╭─ TASK DATA

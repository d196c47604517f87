use crate::error::MigrationError;
use connectors::client::EntityClient;
use engine_core::checkpoint::{CheckpointStore, OutcomeRow};
use model::key::MigrationType;
use serde::Serialize;
use std::{
    collections::{HashMap, VecDeque},
    path::{Path, PathBuf},
    sync::Arc,
};
use tracing::debug;

/// Column order of the tabular export.
const REPORT_HEADER: [&str; 10] = [
    "id",
    "type",
    "version",
    "row_id",
    "col_name",
    "from_storage_location_id",
    "from_file_handle_id",
    "to_file_handle_id",
    "status",
    "exception",
];

/// Summary of a completed (or dry) run, with lazy access to the per-row
/// outcomes still sitting in the checkpoint file.
///
/// Outcomes are streamed from the store rather than materialized: a
/// migration of millions of entities reports through the same fixed memory.
pub struct MigrationResult {
    client: Arc<dyn EntityClient>,
    pub db_path: PathBuf,
    pub indexed_total: u64,
    pub migrated_total: u64,
    pub error_total: u64,
    batch_size: usize,
}

impl std::fmt::Debug for MigrationResult {
    fn fmt(&self, f: &mut std::fmt::Formatter<'_>) -> std::fmt::Result {
        f.debug_struct("MigrationResult")
            .field("db_path", &self.db_path)
            .field("indexed_total", &self.indexed_total)
            .field("migrated_total", &self.migrated_total)
            .field("error_total", &self.error_total)
            .field("batch_size", &self.batch_size)
            .finish()
    }
}

/// One payload row as reported to the caller.
#[derive(Debug, Clone, Serialize)]
pub struct MigrationRecord {
    pub id: String,
    /// `"file"` or `"table"`.
    #[serde(rename = "type")]
    pub kind: &'static str,
    pub version: Option<i64>,
    pub row_id: Option<i64>,
    pub col_name: Option<String>,
    pub from_storage_location_id: Option<i64>,
    pub from_file_handle_id: Option<String>,
    pub to_file_handle_id: Option<String>,
    /// Status name, e.g. `"MIGRATED"`.
    pub status: &'static str,
    pub exception: Option<String>,
}

impl MigrationResult {
    pub(crate) fn new(
        client: Arc<dyn EntityClient>,
        db_path: PathBuf,
        indexed_total: u64,
        migrated_total: u64,
        error_total: u64,
        batch_size: usize,
    ) -> Self {
        MigrationResult {
            client,
            db_path,
            indexed_total,
            migrated_total,
            error_total,
            batch_size,
        }
    }

    /// Open a streaming cursor over the payload outcomes.
    pub fn migrations(&self) -> Result<ResultCursor<'_>, MigrationError> {
        let store = CheckpointStore::open_read_only(&self.db_path)?;
        Ok(ResultCursor {
            client: self.client.as_ref(),
            store,
            last_rowid: 0,
            buffer: VecDeque::new(),
            column_names: HashMap::new(),
            batch_size: self.batch_size,
        })
    }

    /// Write every payload outcome to a plain-text tabular file with a fixed
    /// header row. Missing fields are left empty.
    pub async fn export_csv(&self, path: impl AsRef<Path>) -> Result<(), MigrationError> {
        let path = path.as_ref();
        let mut cursor = self.migrations()?;
        let mut writer = csv::Writer::from_path(path)?;

        writer.write_record(REPORT_HEADER)?;
        let mut rows = 0u64;
        while let Some(record) = cursor.try_next().await? {
            writer.write_record([
                record.id.clone(),
                record.kind.to_string(),
                opt_field(record.version),
                opt_field(record.row_id),
                record.col_name.clone().unwrap_or_default(),
                opt_field(record.from_storage_location_id),
                record.from_file_handle_id.clone().unwrap_or_default(),
                record.to_file_handle_id.clone().unwrap_or_default(),
                record.status.to_string(),
                record.exception.clone().unwrap_or_default(),
            ])?;
            rows += 1;
        }
        writer.flush()?;
        debug!(path = %path.display(), rows, "report written");
        Ok(())
    }
}

fn opt_field<T: ToString>(value: Option<T>) -> String {
    value.map(|v| v.to_string()).unwrap_or_default()
}

/// Pull-based iterator over payload outcomes, paging the checkpoint by its
/// internal row order. Column names are resolved through the client on first
/// use and memoized for the life of the cursor.
pub struct ResultCursor<'a> {
    client: &'a dyn EntityClient,
    store: CheckpointStore,
    last_rowid: i64,
    buffer: VecDeque<OutcomeRow>,
    column_names: HashMap<i64, String>,
    batch_size: usize,
}

impl ResultCursor<'_> {
    pub async fn try_next(&mut self) -> Result<Option<MigrationRecord>, MigrationError> {
        if self.buffer.is_empty() {
            let page = self.store.scan_outcomes(self.last_rowid, self.batch_size)?;
            if let Some(last) = page.last() {
                self.last_rowid = last.rowid;
            }
            self.buffer.extend(page);
        }

        match self.buffer.pop_front() {
            Some(row) => Ok(Some(self.record(row).await?)),
            None => Ok(None),
        }
    }

    async fn record(&mut self, row: OutcomeRow) -> Result<MigrationRecord, MigrationError> {
        let col_name = match row.key.col_id {
            Some(col_id) => Some(self.column_name(col_id).await?),
            None => None,
        };
        Ok(MigrationRecord {
            id: row.key.id,
            kind: match row.key.kind {
                MigrationType::TableAttachedFile => "table",
                _ => "file",
            },
            version: row.key.version,
            row_id: row.key.row_id,
            col_name,
            from_storage_location_id: row.from_storage_location_id,
            from_file_handle_id: row.from_file_handle_id,
            to_file_handle_id: row.to_file_handle_id,
            status: row.status.name(),
            exception: row.exception,
        })
    }

    async fn column_name(&mut self, col_id: i64) -> Result<String, MigrationError> {
        if let Some(name) = self.column_names.get(&col_id) {
            return Ok(name.clone());
        }
        let column = self.client.get_column(col_id).await?;
        self.column_names.insert(col_id, column.name.clone());
        Ok(column.name)
    }
}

╰─

* _WORK INSTRUCTIONS_: Could the data above be set down exactly, in full?

* _WRITTEN SOLUTION_:
repository d196c47604517f87
use crate::error::MigrationError;
use connectors::client::EntityClient;
use engine_core::checkpoint::{CheckpointStore, OutcomeRow};
use model::key::MigrationType;
use serde::Serialize;
use std::{
    collections::{HashMap, VecDeque},
    path::{Path, PathBuf},
    sync::Arc,
};
use tracing::debug;

/// Column order of the tabular export.
const REPORT_HEADER: [&str; 10] = [
    "id",
    "type",
    "version",
    "row_id",
    "col_name",
    "from_storage_location_id",
    "from_file_handle_id",
    "to_file_handle_id",
    "status",
    "exception",
];

/// Summary of a completed (or dry) run, with lazy access to the per-row
/// outcomes still sitting in the checkpoint file.
///
/// Outcomes are streamed from the store rather than materialized: a
/// migration of millions of entities reports through the same fixed memory.
pub struct MigrationResult {
    client: Arc<dyn EntityClient>,
    pub db_path: PathBuf,
    pub indexed_total: u64,
    pub migrated_total: u64,
    pub error_total: u64,
    batch_size: usize,
}

impl std::fmt::Debug for MigrationResult {
    fn fmt(&self, f: &mut std::fmt::Formatter<'_>) -> std::fmt::Result {
        f.debug_struct("MigrationResult")
            .field("db_path", &self.db_path)
            .field("indexed_total", &self.indexed_total)
            .field("migrated_total", &self.migrated_total)
            .field("error_total", &self.error_total)
            .field("batch_size", &self.batch_size)
            .finish()
    }
}

/// One payload row as reported to the caller.
#[derive(Debug, Clone, Serialize)]
pub struct MigrationRecord {
    pub id: String,
    /// `"file"` or `"table"`.
    #[serde(rename = "type")]
    pub kind: &'static str,
    pub version: Option<i64>,
    pub row_id: Option<i64>,
    pub col_name: Option<String>,
    pub from_storage_location_id: Option<i64>,
    pub from_file_handle_id: Option<String>,
    pub to_file_handle_id: Option<String>,
    /// Status name, e.g. `"MIGRATED"`.
    pub status: &'static str,
    pub exception: Option<String>,
}

impl MigrationResult {
    pub(crate) fn new(
        client: Arc<dyn EntityClient>,
        db_path: PathBuf,
        indexed_total: u64,
        migrated_total: u64,
        error_total: u64,
        batch_size: usize,
    ) -> Self {
        MigrationResult {
            client,
            db_path,
            indexed_total,
            migrated_total,
            error_total,
            batch_size,
        }
    }

    /// Open a streaming cursor over the payload outcomes.
    pub fn migrations(&self) -> Result<ResultCursor<'_>, MigrationError> {
        let store = CheckpointStore::open_read_only(&self.db_path)?;
        Ok(ResultCursor {
            client: self.client.as_ref(),
            store,
            last_rowid: 0,
            buffer: VecDeque::new(),
            column_names: HashMap::new(),
            batch_size: self.batch_size,
        })
    }

    /// Write every payload outcome to a plain-text tabular file with a fixed
    /// header row. Missing fields are left empty.
    pub async fn export_csv(&self, path: impl AsRef<Path>) -> Result<(), MigrationError> {
        let path = path.as_ref();
        let mut cursor = self.migrations()?;
        let mut writer = csv::Writer::from_path(path)?;

        writer.write_record(REPORT_HEADER)?;
        let mut rows = 0u64;
        while let Some(record) = cursor.try_next().await? {
            writer.write_record([
                record.id.clone(),
                record.kind.to_string(),
                opt_field(record.version),
                opt_field(record.row_id),
                record.col_name.clone().unwrap_or_default(),
                opt_field(record.from_storage_location_id),
                record.from_file_handle_id.clone().unwrap_or_default(),
                record.to_file_handle_id.clone().unwrap_or_default(),
                record.status.to_string(),
                record.exception.clone().unwrap_or_default(),
            ])?;
            rows += 1;
        }
        writer.flush()?;
        debug!(path = %path.display(), rows, "report written");
        Ok(())
    }
}

fn opt_field<T: ToString>(value: Option<T>) -> String {
    value.map(|v| v.to_string()).unwrap_or_default()
}

/// Pull-based iterator over payload outcomes, paging the checkpoint by its
/// internal row order. Column names are resolved through the client on first
/// use and memoized for the life of the cursor.
pub struct ResultCursor<'a> {
    client: &'a dyn EntityClient,
    store: CheckpointStore,
    last_rowid: i64,
    buffer: VecDeque<OutcomeRow>,
    column_names: HashMap<i64, String>,
    batch_size: usize,
}

impl ResultCursor<'_> {
    pub async fn try_next(&mut self) -> Result<Option<MigrationRecord>, MigrationError> {
        if self.buffer.is_empty() {
            let page = self.store.scan_outcomes(self.last_rowid, self.batch_size)?;
            if let Some(last) = page.last() {
                self.last_rowid = last.rowid;
            }
            self.buffer.extend(page);
        }

        match self.buffer.pop_front() {
            Some(row) => Ok(Some(self.record(row).await?)),
            None => Ok(None),
        }
    }

    async fn record(&mut self, row: OutcomeRow) -> Result<MigrationRecord, MigrationError> {
        let col_name = match row.key.col_id {
            Some(col_id) => Some(self.column_name(col_id).await?),
            None => None,
        };
        Ok(MigrationRecord {
            id: row.key.id,
            kind: match row.key.kind {
                MigrationType::TableAttachedFile => "table",
                _ => "file",
            },
            version: row.key.version,
            row_id: row.key.row_id,
            col_name,
            from_storage_location_id: row.from_storage_location_id,
            from_file_handle_id: row.from_file_handle_id,
            to_file_handle_id: row.to_file_handle_id,
            status: row.status.name(),
            exception: row.exception,
        })
    }

    async fn column_name(&mut self, col_id: i64) -> Result<String, MigrationError> {
        if let Some(name) = self.column_names.get(&col_id) {
            return Ok(name.clone());
        }
        let column = self.client.get_column(col_id).await?;
        self.column_names.insert(col_id, column.name.clone());
        Ok(column.name)
    }
}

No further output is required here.